Prof. Dr. Ayşegül Karahasan, Koronavirüsü ile ilgili ispatlanmamış bilgilerin insanları ümitsizliğe sürüklediğini ve bunun da bağışıklık sistemimize zarar verdiğini söyledi.
Marmara Üniversitesi Tıp Fakültesi, Tıbbî Mikrobiyoloji Anabilim Dalı’ndan Prof. Dr. Ayşegül Karahasan’a göre Koronavirüsle ilgili henüz ispatlanmamış bilgiler insanlarda kaygı bozukluğuna, çaresizlik ve karamsarlık duygusuna neden oluyor. Karahasan’a göre karamsarlık bağışıklık sistemimize zarar verdiği için de, bizi virüse karşı daha korunaksız hale getiriyor. Duvar’ın haberine göre, evine kapanmış veya kapatılmış milyonlarca insan, hem salgın hem de açlık ve yoksulluk karşısında hayatta kalmaya çalışıyor. Bazı hekimlere göre koronavirüsüne karşı güçlü olmanın yollarından biri de vücudun bağışıklık sistemini zayıflatan, bizleri takatsiz bırakan stresi, kaygıyı, karamsarlığı ötelemek.
Sosyal medya virüsü gibi
Karahasan, “Bu virüs bir sosyal medya virüsü gibi hareket ediyor. İlk başlardan itibaren sosyal medya platformlarında ve televizyon kanallarında virüse dair yoğun bilgi paylaşımları yapılmaya başlandı. Bu mecralarda o kadar çok şey konuşuluyor ve paylaşılıyor ki, zaten evlerine kapanmış olan insanlarda kaygı oluşmaya başladı. Yakın çevremde hekim olmayan pek çok kişi antidepresan ve anksiyolitiklerle hayatlarını sürdürmeye başladılar. Bu bağlamda virüsle ilgili kurulan her bir cümlenin çok düşünülerek sarf edilmesi gerektiğine inanıyorum” şeklinde konuştu.
‘Kötümserlik kadar büyük bir zarar olamaz’

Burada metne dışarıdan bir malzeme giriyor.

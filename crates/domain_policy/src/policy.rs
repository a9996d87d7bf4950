//! Group policies as the portal sees them

use chrono::{DateTime, NaiveDate, Utc};
use rust_decimal::Decimal;
use serde::{Deserialize, Serialize};
use std::fmt;
use std::str::FromStr;

use core_kernel::{Currency, Money, PolicyId, UserId};

use crate::error::PolicyError;

/// Line of business
#[derive(Debug, Clone, Copy, PartialEq, Eq, Hash, PartialOrd, Ord, Serialize, Deserialize)]
#[serde(rename_all = "lowercase")]
pub enum PolicyType {
    Life,
    Vehicle,
}

impl PolicyType {
    pub fn as_str(&self) -> &'static str {
        match self {
            PolicyType::Life => "life",
            PolicyType::Vehicle => "vehicle",
        }
    }
}

impl fmt::Display for PolicyType {
    fn fmt(&self, f: &mut fmt::Formatter<'_>) -> fmt::Result {
        f.write_str(self.as_str())
    }
}

impl FromStr for PolicyType {
    type Err = PolicyError;

    fn from_str(s: &str) -> Result<Self, Self::Err> {
        match s.trim().to_ascii_lowercase().as_str() {
            "life" => Ok(PolicyType::Life),
            "vehicle" => Ok(PolicyType::Vehicle),
            _ => Err(PolicyError::UnknownType(s.to_string())),
        }
    }
}

/// Policy status as reported by the backend
#[derive(Debug, Clone, Copy, PartialEq, Eq, Hash, PartialOrd, Ord, Serialize, Deserialize)]
#[serde(rename_all = "lowercase")]
pub enum PolicyStatus {
    Active,
    Inactive,
    Pending,
    Expired,
    Cancelled,
}

impl PolicyStatus {
    pub const ALL: [PolicyStatus; 5] = [
        PolicyStatus::Active,
        PolicyStatus::Inactive,
        PolicyStatus::Pending,
        PolicyStatus::Expired,
        PolicyStatus::Cancelled,
    ];

    pub fn as_str(&self) -> &'static str {
        match self {
            PolicyStatus::Active => "active",
            PolicyStatus::Inactive => "inactive",
            PolicyStatus::Pending => "pending",
            PolicyStatus::Expired => "expired",
            PolicyStatus::Cancelled => "cancelled",
        }
    }
}

impl fmt::Display for PolicyStatus {
    fn fmt(&self, f: &mut fmt::Formatter<'_>) -> fmt::Result {
        f.write_str(self.as_str())
    }
}

impl FromStr for PolicyStatus {
    type Err = PolicyError;

    fn from_str(s: &str) -> Result<Self, Self::Err> {
        let wanted = s.trim().to_ascii_lowercase();
        PolicyStatus::ALL
            .into_iter()
            .find(|status| status.as_str() == wanted)
            .ok_or_else(|| PolicyError::UnknownStatus(s.to_string()))
    }
}

/// A policy record
#[derive(Debug, Clone, PartialEq, Serialize, Deserialize)]
#[serde(rename_all = "camelCase")]
pub struct Policy {
    #[serde(rename = "_id", alias = "id")]
    pub id: PolicyId,
    pub policy_number: String,
    pub policy_type: PolicyType,
    pub status: PolicyStatus,
    pub coverage_amount: Decimal,
    pub premium: Decimal,
    #[serde(default)]
    pub currency: Currency,
    pub start_date: NaiveDate,
    pub end_date: NaiveDate,
    #[serde(default, skip_serializing_if = "Option::is_none")]
    pub insurance_agent: Option<UserId>,
    /// Employees covered by the policy
    #[serde(default)]
    pub beneficiaries: Vec<UserId>,
    #[serde(default, skip_serializing_if = "Option::is_none")]
    pub description: Option<String>,
    #[serde(default, skip_serializing_if = "Option::is_none")]
    pub created_at: Option<DateTime<Utc>>,
}

impl Policy {
    /// Whether the policy is active and `date` falls inside its term
    pub fn is_in_force_on(&self, date: NaiveDate) -> bool {
        self.status == PolicyStatus::Active && self.start_date <= date && date <= self.end_date
    }

    pub fn coverage(&self) -> Money {
        Money::new(self.coverage_amount, self.currency)
    }

    /// Whether an employee is listed as a beneficiary
    pub fn covers(&self, user: &UserId) -> bool {
        self.beneficiaries.contains(user)
    }
}

/// Values of the create/edit policy form
#[derive(Debug, Clone, PartialEq, Serialize, Deserialize)]
#[serde(rename_all = "camelCase")]
pub struct PolicyForm {
    pub policy_number: String,
    pub policy_type: PolicyType,
    pub coverage_amount: Decimal,
    pub premium: Decimal,
    pub start_date: NaiveDate,
    pub end_date: NaiveDate,
    #[serde(default, skip_serializing_if = "Option::is_none")]
    pub status: Option<PolicyStatus>,
    #[serde(default, skip_serializing_if = "Option::is_none")]
    pub insurance_agent: Option<UserId>,
    #[serde(default, skip_serializing_if = "Vec::is_empty")]
    pub beneficiaries: Vec<UserId>,
    #[serde(default, skip_serializing_if = "Option::is_none")]
    pub description: Option<String>,
}

impl PolicyForm {
    /// Pre-fills the form from an existing policy
    pub fn from_policy(policy: &Policy) -> Self {
        Self {
            policy_number: policy.policy_number.clone(),
            policy_type: policy.policy_type,
            coverage_amount: policy.coverage_amount,
            premium: policy.premium,
            start_date: policy.start_date,
            end_date: policy.end_date,
            status: Some(policy.status),
            insurance_agent: policy.insurance_agent.clone(),
            beneficiaries: policy.beneficiaries.clone(),
            description: policy.description.clone(),
        }
    }
}

/// Query parameters for `GET /policies`
#[derive(Debug, Clone, Default, PartialEq, Serialize)]
#[serde(rename_all = "camelCase")]
pub struct PolicyQuery {
    #[serde(skip_serializing_if = "Option::is_none")]
    pub policy_type: Option<PolicyType>,
    #[serde(skip_serializing_if = "Option::is_none")]
    pub status: Option<PolicyStatus>,
    #[serde(skip_serializing_if = "Option::is_none")]
    pub search: Option<String>,
    #[serde(skip_serializing_if = "Option::is_none")]
    pub page: Option<u32>,
    #[serde(skip_serializing_if = "Option::is_none")]
    pub limit: Option<u32>,
}

impl PolicyQuery {
    pub fn by_status(status: PolicyStatus) -> Self {
        Self {
            status: Some(status),
            ..Default::default()
        }
    }
}

#[cfg(test)]
mod tests {
    use super::*;
    use rust_decimal_macros::dec;

    fn sample_json() -> &'static str {
        r#"{
            "_id": "pol-1",
            "policyNumber": "LIFE-2024-001",
            "policyType": "life",
            "status": "active",
            "coverageAmount": 500000,
            "premium": 1250.5,
            "startDate": "2024-01-01",
            "endDate": "2024-12-31",
            "beneficiaries": ["emp-1", "emp-2"]
        }"#
    }

    #[test]
    fn test_deserialize_policy() {
        let policy: Policy = serde_json::from_str(sample_json()).unwrap();
        assert_eq!(policy.policy_type, PolicyType::Life);
        assert_eq!(policy.premium, dec!(1250.5));
        assert_eq!(policy.currency, Currency::LKR);
        assert!(policy.covers(&UserId::new("emp-2")));
        assert!(policy.insurance_agent.is_none());
    }

    #[test]
    fn test_in_force_window() {
        let policy: Policy = serde_json::from_str(sample_json()).unwrap();
        assert!(policy.is_in_force_on(NaiveDate::from_ymd_opt(2024, 6, 1).unwrap()));
        assert!(policy.is_in_force_on(NaiveDate::from_ymd_opt(2024, 12, 31).unwrap()));
        assert!(!policy.is_in_force_on(NaiveDate::from_ymd_opt(2025, 1, 1).unwrap()));
    }

    #[test]
    fn test_status_parsing() {
        assert_eq!("Cancelled".parse::<PolicyStatus>().unwrap(), PolicyStatus::Cancelled);
        assert!("lapsed".parse::<PolicyStatus>().is_err());
        assert_eq!(" vehicle".parse::<PolicyType>().unwrap(), PolicyType::Vehicle);
    }

    #[test]
    fn test_query_serialization() {
        let query = PolicyQuery::by_status(PolicyStatus::Pending);
        let json = serde_json::to_value(&query).unwrap();
        assert_eq!(json, serde_json::json!({ "status": "pending" }));
    }
}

Karahasan, şöyle devam etti: “Stres bizim immün sistemimizi en çok harap edecek durumdur. Tam olarak anlayamadığımız teknik bilgiler bizi daha da fazla kaygılandırabilir. İnsanoğlu doğası gereği yarınını bilmek istiyor. Ancak bu salgında yarını öngöremiyoruz. Detaylı bilgiye sahip olmak tabiî ki herkesin hakkı. Virüs mutasyona uğrarsa yeni bir salgınla dünyada milyarlarca kişi ölür mü? Bu karamsarlık yalnızca bağışıklık sistemimize zarar verir. Neden “umarım mutasyona uğrar ve virülansını kaybeder” diye düşünmeyelim. Ben böyle düşününce kendimi daha iyi hissediyorum. Kesinlikle iyimser olmak istiyorum. Evet, evde kapalı kalmak, online çalışmak, sinemaların, restoranların kapalı olması, seyahat edememek hepimiz için önemli bir sosyal test. Dünyaca böyle bir testten geçiyoruz. Ama şu aşamada kötümserlik kadar büyük bir zarar olamaz. Çok hızlı ilaç ve aşı geliştirileceğine, virüsle başa çıkabileceğimize inanmak istiyorum. Öbür türlü düşününce nasıl yaşar, nasıl çalışırım ki?”